5. Capital Allocation and M&A Focus

With a robust cash balance and no debt, OTI is executing a two-year, $40 million share repurchase while also scanning for inorganic growth opportunities. Management’s stated priority is to accelerate innovation and scale through targeted M&A, particularly for commercialized products that can leverage existing distribution and manufacturing infrastructure.

Key Considerations

Q1 2025 marked a pivotal period of adaptation for OTI, as the company balanced external funding headwinds with internal operational and strategic pivots. The following factors will define its trajectory through 2025:

Key Considerations:

  • Diagnostics Channel Shift: Expansion into hospital, pharmacy, and DTC channels is crucial to offsetting public health program declines.
  • Innovation Execution Risk: Timely launch and regulatory approval of new products, especially Sherlock’s CT/NG test, are necessary to drive future revenue growth.
  • Customer Concentration in SMS: The SMS segment’s recovery hinges on further customer diversification and the stabilization of academic research funding.
  • Margin Expansion Potential: Insourcing and automation are expected to drive gross margin improvement in the back half of 2025.
  • Capital Deployment Discipline: Balancing buybacks with M&A and innovation investment will test management’s allocation acumen.

Risks

Persistent funding uncertainty in U.S. public health programs poses a material risk to near-term diagnostics revenue, with the Together Take Me Home program ending and ongoing volatility in PEPFAR and NIH budgets. Customer concentration in SMS remains a vulnerability, as a single genomics customer’s order pattern can materially impact segment performance. Execution risk around new product launches and regulatory approvals, as well as the integration of Sherlock Biosciences, could affect both growth and profitability if delays or operational missteps occur. Tariff exposure is currently limited, but global trade dynamics warrant continued vigilance.

Forward Outlook

For Q2 2025, OraSure guided to:

  • Total revenue of $28.5 million to $32.5 million
  • Core revenue of $28 million to $32 million

For full-year 2025, management maintained a focus on:

  • Break-even cash flow from operations for the core business

Management highlighted several factors that will shape the year:

  • Continued disruption from a large SMS genomics customer, with no expected Q2 revenue contribution
  • Gross margin expansion in the second half as in-house manufacturing and automation benefits ramp

Takeaways

OTI’s Q1 results highlight the company’s ability to buffer funding-driven turbulence with diagnostics strength and operational agility.
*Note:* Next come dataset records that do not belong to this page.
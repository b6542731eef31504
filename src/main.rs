//! Marketplace Payout Service - payment distribution over marketplace orders

use anyhow::Result;
use axum::{
    extract::{Path, Query, State},
    http::{header, HeaderMap, StatusCode},
    routing::{get, post},
    Json, Router,
};
use rust_decimal::Decimal;
use serde::{Deserialize, Serialize};
use sqlx::postgres::PgPoolOptions;
use tower::ServiceBuilder;
use tower_http::{cors::CorsLayer, trace::TraceLayer};
use tracing_subscriber::{layer::SubscriberExt, util::SubscriberInitExt};
use uuid::Uuid;
use validator::{Validate, ValidationError};

use payout_service::distribution::{distribute_payment, DistributionConfig};
use payout_service::domain::breakdown::{BreakdownLine, CostBreakdown};
use payout_service::domain::events::{DomainEvent, PaymentEvent};
use payout_service::domain::payment::PaymentRecord;
use payout_service::domain::value_objects::FeeRate;
use payout_service::store::{PaymentStore, PgPaymentStore};
use payout_service::PayoutError;

#[derive(Clone)]
pub struct AppState {
    pub store: PgPaymentStore,
    pub config: DistributionConfig,
    pub nats: Option<async_nats::Client>,
}

#[tokio::main]
async fn main() -> Result<()> {
    dotenvy::dotenv().ok();
    tracing_subscriber::registry()
        .with(tracing_subscriber::EnvFilter::try_from_default_env().unwrap_or_else(|_| "info".into()))
        .with(tracing_subscriber::fmt::layer())
        .init();

    let db = PgPoolOptions::new()
        .max_connections(10)
        .connect(&std::env::var("DATABASE_URL")?)
        .await?;
    sqlx::migrate!("./migrations").run(&db).await?;

    let nats = match std::env::var("NATS_URL") {
        Ok(url) => async_nats::connect(&url).await.ok(),
        Err(_) => None,
    };
    let config = DistributionConfig::from_env()?;
    let state = AppState { store: PgPaymentStore::new(db), config, nats };

    let app = Router::new()
        .route("/health", get(|| async { Json(serde_json::json!({"status": "healthy", "service": "payout-service"})) }))
        .route("/api/v1/payouts/preview", post(preview_payout))
        .route("/api/v1/payouts/distribute", post(distribute))
        .route("/api/v1/payouts", get(list_payouts))
        .route("/api/v1/payouts/:id", get(get_payout))
        .layer(ServiceBuilder::new().layer(TraceLayer::new_for_http()).layer(CorsLayer::permissive()))
        .with_state(state);

    let port = std::env::var("PORT").unwrap_or_else(|_| "8086".to_string());
    tracing::info!("payout service listening on 0.0.0.0:{}", port);
    axum::serve(tokio::net::TcpListener::bind(format!("0.0.0.0:{}", port)).await?, app).await?;
    Ok(())
}

#[derive(Debug, Deserialize)]
pub struct ListParams {
    pub page: Option<u32>,
    pub per_page: Option<u32>,
}

#[derive(Debug, Serialize)]
pub struct PaginatedResponse<T> {
    pub data: Vec<T>,
    pub total: i64,
    pub page: u32,
}

fn non_negative(value: &Decimal) -> Result<(), ValidationError> {
    if value.is_sign_negative() {
        return Err(ValidationError::new("negative_amount"));
    }
    Ok(())
}

fn fraction(value: &Decimal) -> Result<(), ValidationError> {
    if value.is_sign_negative() || *value >= Decimal::ONE {
        return Err(ValidationError::new("rate_out_of_range"));
    }
    Ok(())
}

#[derive(Debug, Deserialize, Validate)]
pub struct PreviewRequest {
    #[validate(custom = "non_negative")]
    pub base_price: Decimal,
    #[validate(custom = "non_negative")]
    pub producer_cost: Decimal,
    #[validate(custom = "non_negative")]
    pub shipping_cost: Decimal,
    #[validate(custom = "fraction")]
    pub platform_fee_rate: Option<Decimal>,
    #[validate(custom = "fraction")]
    pub payment_gateway_fee_rate: Option<Decimal>,
}

#[derive(Debug, Serialize)]
pub struct PreviewResponse {
    #[serde(flatten)]
    pub breakdown: CostBreakdown,
    pub lines: Vec<BreakdownLine>,
    pub negative_payout: bool,
}

async fn preview_payout(
    State(s): State<AppState>,
    Json(r): Json<PreviewRequest>,
) -> Result<Json<PreviewResponse>, PayoutError> {
    r.validate().map_err(|e| PayoutError::InvalidInput(e.to_string()))?;
    let platform = match r.platform_fee_rate {
        Some(v) => FeeRate::new(v).map_err(|e| PayoutError::InvalidInput(e.to_string()))?,
        None => s.config.platform_rate,
    };
    let gateway = match r.payment_gateway_fee_rate {
        Some(v) => FeeRate::new(v).map_err(|e| PayoutError::InvalidInput(e.to_string()))?,
        None => s.config.payment_gateway_rate,
    };
    let breakdown = CostBreakdown::calculate(r.base_price, r.producer_cost, r.shipping_cost, platform, gateway);
    Ok(Json(PreviewResponse {
        lines: breakdown.lines(),
        negative_payout: breakdown.is_negative(),
        breakdown,
    }))
}

#[derive(Debug, Deserialize)]
pub struct DistributeRequest {
    pub order_id: Uuid,
    pub producer_id: Uuid,
}

async fn distribute(
    State(s): State<AppState>,
    headers: HeaderMap,
    Json(r): Json<DistributeRequest>,
) -> Result<(StatusCode, Json<PaymentRecord>), PayoutError> {
    let user_id = bearer_user(&headers)?;
    let record = distribute_payment(&s.store, s.config, user_id, r.order_id, r.producer_id).await?;
    publish_distributed(&s, &record).await;
    Ok((StatusCode::CREATED, Json(record)))
}

// The edge gateway validates tokens upstream; the token body carries the
// acting user's id.
fn bearer_user(headers: &HeaderMap) -> Result<Uuid, PayoutError> {
    let token = headers
        .get(header::AUTHORIZATION)
        .and_then(|v| v.to_str().ok())
        .and_then(|v| v.strip_prefix("Bearer "))
        .ok_or_else(|| PayoutError::InvalidInput("missing bearer token".into()))?;
    Uuid::parse_str(token.trim()).map_err(|_| PayoutError::InvalidInput("malformed bearer token".into()))
}

async fn publish_distributed(state: &AppState, record: &PaymentRecord) {
    let Some(nats) = &state.nats else { return };
    let event = DomainEvent::Payment(PaymentEvent::Distributed {
        payment_id: record.id,
        order_id: record.order_id,
        producer_id: record.producer_id,
        net_payout: record.net_payout,
    });
    match serde_json::to_vec(&event) {
        Ok(payload) => {
            if let Err(e) = nats.publish(event.subject().to_string(), payload.into()).await {
                tracing::warn!("event publish failed: {}", e);
            }
        }
        Err(e) => tracing::warn!("event encode failed: {}", e),
    }
}

async fn list_payouts(
    State(s): State<AppState>,
    Query(p): Query<ListParams>,
) -> Result<Json<PaginatedResponse<PaymentRecord>>, PayoutError> {
    let page = p.page.unwrap_or(1).max(1);
    let per_page = p.per_page.unwrap_or(20).min(100);
    let (data, total) = s
        .store
        .list_payments(per_page as i64, list_offset(page, per_page))
        .await?;
    Ok(Json(PaginatedResponse { data, total, page }))
}

// i64 arithmetic: a huge page query parameter must not overflow u32.
fn list_offset(page: u32, per_page: u32) -> i64 {
    (page as i64 - 1) * per_page as i64
}

async fn get_payout(State(s): State<AppState>, Path(id): Path<Uuid>) -> Result<Json<PaymentRecord>, PayoutError> {
    s.store.payment(id).await?.map(Json).ok_or(PayoutError::PaymentNotFound)
}
//! Domain model: fee rates, breakdown arithmetic, payment records, events.
pub mod breakdown;
pub mod events;
pub mod payment;
pub mod value_objects;
//! Marketplace Payout Service
//!
//! Computes fee/payout breakdowns for marketplace orders and records
//! payment distributions to producers.
//!
//! ## Features
//! - Pure cost/payout calculator (platform fee, gateway fee, net payout)
//! - Payment distribution with a one-record-per-order guarantee
//! - Breakdown presentation lines for dashboard display

use axum::{http::StatusCode, response::IntoResponse, response::Response, Json};
use thiserror::Error;

pub mod distribution;
pub mod domain;
pub mod store;

// =============================================================================
// Error Types
// =============================================================================

#[derive(Error, Debug)]
pub enum PayoutError {
    #[error("Order not found")]
    OrderNotFound,

    #[error("Producer not found")]
    ProducerNotFound,

    #[error("Payment not found")]
    PaymentNotFound,

    #[error("Payment already distributed for this order")]
    AlreadyDistributed,

    #[error("Invalid input: {0}")]
    InvalidInput(String),

    #[error("Storage error: {0}")]
    Storage(String),
}

impl From<sqlx::Error> for PayoutError {
    fn from(e: sqlx::Error) -> Self {
        Self::Storage(e.to_string())
    }
}

impl IntoResponse for PayoutError {
    fn into_response(self) -> Response {
        let status = match &self {
            Self::OrderNotFound | Self::ProducerNotFound | Self::PaymentNotFound => StatusCode::NOT_FOUND,
            Self::AlreadyDistributed => StatusCode::CONFLICT,
            Self::InvalidInput(_) => StatusCode::UNPROCESSABLE_ENTITY,
            Self::Storage(_) => StatusCode::INTERNAL_SERVER_ERROR,
        };
        (status, Json(serde_json::json!({ "error": self.to_string() }))).into_response()
    }
}

pub type Result<T> = std::result::Result<T, PayoutError>;
//! Postgres-backed payment store.

use async_trait::async_trait;
use rust_decimal::Decimal;
use sqlx::PgPool;
use uuid::Uuid;

use super::{OrderCosts, PaymentStore, ProducerCosts};
use crate::domain::payment::{NewPayment, PaymentRecord, PaymentStatus};
use crate::Result;

#[derive(Clone)]
pub struct PgPaymentStore {
    pool: PgPool,
}

impl PgPaymentStore {
    pub fn new(pool: PgPool) -> Self {
        Self { pool }
    }
}

#[async_trait]
impl PaymentStore for PgPaymentStore {
    async fn order_costs(&self, order_id: Uuid) -> Result<Option<OrderCosts>> {
        let row: Option<(Decimal, Decimal)> =
            sqlx::query_as("SELECT total_amount, shipping_cost FROM orders WHERE id = $1")
                .bind(order_id)
                .fetch_optional(&self.pool)
                .await?;
        Ok(row.map(|(total_amount, shipping_cost)| OrderCosts { total_amount, shipping_cost }))
    }

    async fn producer_costs(&self, producer_id: Uuid) -> Result<Option<ProducerCosts>> {
        let row: Option<(Decimal, Option<Decimal>)> =
            sqlx::query_as("SELECT base_cost, shipping_cost FROM producers WHERE id = $1")
                .bind(producer_id)
                .fetch_optional(&self.pool)
                .await?;
        Ok(row.map(|(base_cost, shipping_cost)| ProducerCosts { base_cost, shipping_cost }))
    }

    async fn insert_payment(&self, new: NewPayment) -> Result<Option<PaymentRecord>> {
        // UNIQUE(order_id) + DO NOTHING: a duplicate distribution returns no
        // row instead of racing a read-then-write check.
        let record = sqlx::query_as::<_, PaymentRecord>(
            "INSERT INTO payments (id, order_id, producer_id, user_id, amount, producer_cost, shipping_cost, platform_fee, payment_gateway_fee, net_payout, status, created_at, updated_at) \
             VALUES ($1, $2, $3, $4, $5, $6, $7, $8, $9, $10, $11, NOW(), NOW()) \
             ON CONFLICT (order_id) DO NOTHING RETURNING *",
        )
        .bind(Uuid::now_v7())
        .bind(new.order_id)
        .bind(new.producer_id)
        .bind(new.user_id)
        .bind(new.amount)
        .bind(new.producer_cost)
        .bind(new.shipping_cost)
        .bind(new.platform_fee)
        .bind(new.payment_gateway_fee)
        .bind(new.net_payout)
        .bind(PaymentStatus::Pending.as_str())
        .fetch_optional(&self.pool)
        .await?;
        Ok(record)
    }

    async fn payment(&self, id: Uuid) -> Result<Option<PaymentRecord>> {
        let record = sqlx::query_as::<_, PaymentRecord>("SELECT * FROM payments WHERE id = $1")
            .bind(id)
            .fetch_optional(&self.pool)
            .await?;
        Ok(record)
    }

    async fn list_payments(&self, limit: i64, offset: i64) -> Result<(Vec<PaymentRecord>, i64)> {
        let records = sqlx::query_as::<_, PaymentRecord>(
            "SELECT * FROM payments ORDER BY created_at DESC LIMIT $1 OFFSET $2",
        )
        .bind(limit)
        .bind(offset)
        .fetch_all(&self.pool)
        .await?;
        let total: (i64,) = sqlx::query_as("SELECT COUNT(*) FROM payments")
            .fetch_one(&self.pool)
            .await?;
        Ok((records, total.0))
    }
}
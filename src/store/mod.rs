//! Storage ports for the distribution workflow.
//!
//! Order and producer rows are owned by the surrounding platform; the
//! store exposes only the cost columns the calculator needs.

use async_trait::async_trait;
use rust_decimal::Decimal;
use uuid::Uuid;

use crate::domain::payment::{NewPayment, PaymentRecord};
use crate::Result;

pub mod postgres;
pub use postgres::PgPaymentStore;

/// Cost inputs read from an order row. `shipping_cost` is what the customer
/// was charged for shipping, already included in `total_amount`.
#[derive(Clone, Copy, Debug)]
pub struct OrderCosts {
    pub total_amount: Decimal,
    pub shipping_cost: Decimal,
}

/// Cost inputs read from a producer row. `shipping_cost` is the producer's
/// own shipping charge, deducted from the payout when present.
#[derive(Clone, Copy, Debug)]
pub struct ProducerCosts {
    pub base_cost: Decimal,
    pub shipping_cost: Option<Decimal>,
}

#[async_trait]
pub trait PaymentStore: Send + Sync {
    async fn order_costs(&self, order_id: Uuid) -> Result<Option<OrderCosts>>;

    async fn producer_costs(&self, producer_id: Uuid) -> Result<Option<ProducerCosts>>;

    /// Inserts a pending payment. Returns `None` when the order already has
    /// a payment record (one distribution per order).
    async fn insert_payment(&self, new: NewPayment) -> Result<Option<PaymentRecord>>;

    async fn payment(&self, id: Uuid) -> Result<Option<PaymentRecord>>;

    async fn list_payments(&self, limit: i64, offset: i64) -> Result<(Vec<PaymentRecord>, i64)>;
}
  • Diagnostics Channel Diversification: The shift toward less funding-exposed channels is beginning to pay off, but will require sustained execution to fully replace legacy revenue streams.
  • Operational Realignment and Margin Levers: Accelerated insourcing and automation are set to support margin improvement, but must be matched by volume recovery in SMS and successful innovation launches.
  • Forward Watchpoint: Investors should monitor the pace of new product adoption, the durability of recent customer renewals, and the impact of public health funding volatility on diagnostics demand through the remainder of 2025.

Conclusion

OraSure is navigating a complex funding and demand environment with a mix of diagnostics outperformance, operational discipline, and innovation-driven ambition. The path forward depends on delivering new products to market, diversifying away from at-risk revenue streams, and realizing the promised efficiencies from supply chain and automation investments.

Industry Read-Through

The Q1 earnings call signals that funding volatility and customer concentration risks remain central challenges for diagnostics and life sciences suppliers. Companies with diversified channels, robust innovation pipelines, and operational flexibility are better positioned to weather macro headwinds. The move to insource manufacturing and localize supply chains is likely to become a broader industry trend as tariff and regulatory uncertainty persist. Finally, as public health funding becomes less reliable, the ability to win business with hospitals, DTC, and telehealth channels will separate market leaders from those still anchored to legacy programs.